BEIJING (Reuters) - A U.S. commerce official said on Friday that China did not have the ability or will to regulate its economy properly, allowing the export of a chemical that tainted a blood-thinning agent suspected of killing dozens.
Christopher Padilla, the under secretary of commerce for international trade, told a group of businessmen that the United States was concerned Chinese regulators did not have the authority to monitor both pharmaceuticals and bulk chemicals.
“This is a loophole that must be closed,” Padilla said.
Padilla said the State Food and Drug Administration lacked the authority to regulate both the makers of active pharmaceutical ingredients and those that make bulk chemicals, which may be used in pharmaceuticals but are not considered to be of medicinal use.
“The rapid growth of China’s economy has clearly outstripped the ability and the will of the government to effectively police that economy,” he said.

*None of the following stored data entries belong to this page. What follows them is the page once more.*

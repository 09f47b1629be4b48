//! Source adapters: one per upstream literature API.
//!
//! Every adapter implements the [`Source`] trait and maps its API's response
//! shape onto the shared [`Record`] schema. Upstream quirks (PubMed's two-step
//! search and XML payloads, Crossref's list-valued titles and `date-parts`,
//! OpenAlex's inverted-index abstracts) stay inside the adapter.
//!
//! Adapters are looked up by name through the [`SourceRegistry`]:
//!
//! - `pubmed` - NCBI E-utilities (esearch + efetch)
//! - `crossref` - Crossref REST `/works`
//! - `openalex` - OpenAlex `/works`

mod crossref;
pub mod mock;
mod openalex;
mod pubmed;
mod registry;

pub use crossref::CrossrefSource;
pub use mock::MockSource;
pub use openalex::OpenAlexSource;
pub use pubmed::PubMedSource;
pub use registry::SourceRegistry;

use crate::models::{Record, SourceKind};
use async_trait::async_trait;

/// The Source trait defines the interface for all upstream adapters.
///
/// # Implementing a New Source
///
/// 1. Create a struct holding its [`HttpClient`](crate::utils::HttpClient)
/// 2. Implement `kind` and `search`
/// 3. Register it in [`SourceRegistry::from_config`]
#[async_trait]
pub trait Source: Send + Sync + std::fmt::Debug {
    /// Which upstream this adapter talks to
    fn kind(&self) -> SourceKind;

    /// Identifier used on the command line (e.g. "pubmed")
    fn id(&self) -> &str {
        self.kind().id()
    }

    /// Human-readable name of this source
    fn name(&self) -> &str {
        self.kind().name()
    }

    /// Query the upstream for one keyword and normalize every hit.
    ///
    /// Transport and parse failures are returned as errors; missing fields
    /// are not errors and map to empty strings. Callers go through
    /// [`Orchestrator`](crate::pipeline::Orchestrator), which logs a failure
    /// and counts it as zero records for that keyword.
    async fn search(&self, keyword: &str) -> Result<Vec<Record>, SourceError>;
}

/// Errors that can occur when interacting with a source
#[derive(Debug, thiserror::Error)]
pub enum SourceError {
    /// Network or HTTP transport error
    #[error("Network error: {0}")]
    Network(String),

    /// Parsing error (XML or JSON)
    #[error("Parse error: {0}")]
    Parse(String),

    /// Non-success status from the upstream API
    #[error("API error: {0}")]
    Api(String),

    /// IO error (file system)
    #[error("IO error: {0}")]
    Io(#[from] std::io::Error),

    /// Other error
    #[error("Error: {0}")]
    Other(String),
}

impl From<reqwest::Error> for SourceError {
    fn from(err: reqwest::Error) -> Self {
        SourceError::Network(err.to_string())
    }
}

impl From<serde_json::Error> for SourceError {
    fn from(err: serde_json::Error) -> Self {
        SourceError::Parse(format!("JSON: {}", err))
    }
}

impl From<quick_xml::Error> for SourceError {
    fn from(err: quick_xml::Error) -> Self {
        SourceError::Parse(format!("XML: {}", err))
    }
}

#[cfg(test)]
mod tests {
    use super::*;

    #[test]
    fn test_default_id_and_name() {
        let source = MockSource::new(SourceKind::OpenAlex);
        assert_eq!(source.id(), "openalex");
        assert_eq!(source.name(), "OpenAlex");
    }

    #[test]
    fn test_error_display() {
        let err = SourceError::Api("PubMed API returned status: 500".to_string());
        assert_eq!(err.to_string(), "API error: PubMed API returned status: 500");
    }
}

U.S. researchers from the Massachusetts Institute of Technology identified this week a chemical contaminating the blood-thinner heparin from China and showed how it could cause a sometimes fatal allergic reaction.
The tainted heparin had been used by at least 81 U.S. patients who died soon afterwards.
Their cases forced manufacturer Baxter International to recall the commonly used blood-thinner and caused a diplomatic squabble between the U.S. and China.
The Chinese manufacturer did not register with SFDA as a maker of active pharmaceutical products, said Padilla.
Padilla, who is leading a group of healthcare executives to China, said effective monitoring was a part of broader healthcare reforms that mainland authorities were tackling.
Healthcare services and products are one of the United States’ fastest growing exports to China.
The reforms could include a basic level of state-funded health insurance and changes to the way it delivers healthcare, regulates hospitals and provides primary care, he said.
“I have a new found respect for the enormity of the challenge that China faces in the healthcare reform effort,” he said.
Disputes between patients and hospitals are common in China, where market reforms of the 1980s ended cradle-to-grave healthcare and lax supervision has lead to overcharging, bogus treatments and corruption.
China could unveil a new master plan for its health service this year that is likely to institute universal medical coverage paid for by insurance rather than general taxation.
But many were skeptical.
“It won’t happen this year,” said Rachel Lee, a principal for The Boston Consulting Group based in Shanghai.
“Foreign investors are very interested in China, but the problems are also very large,” she said.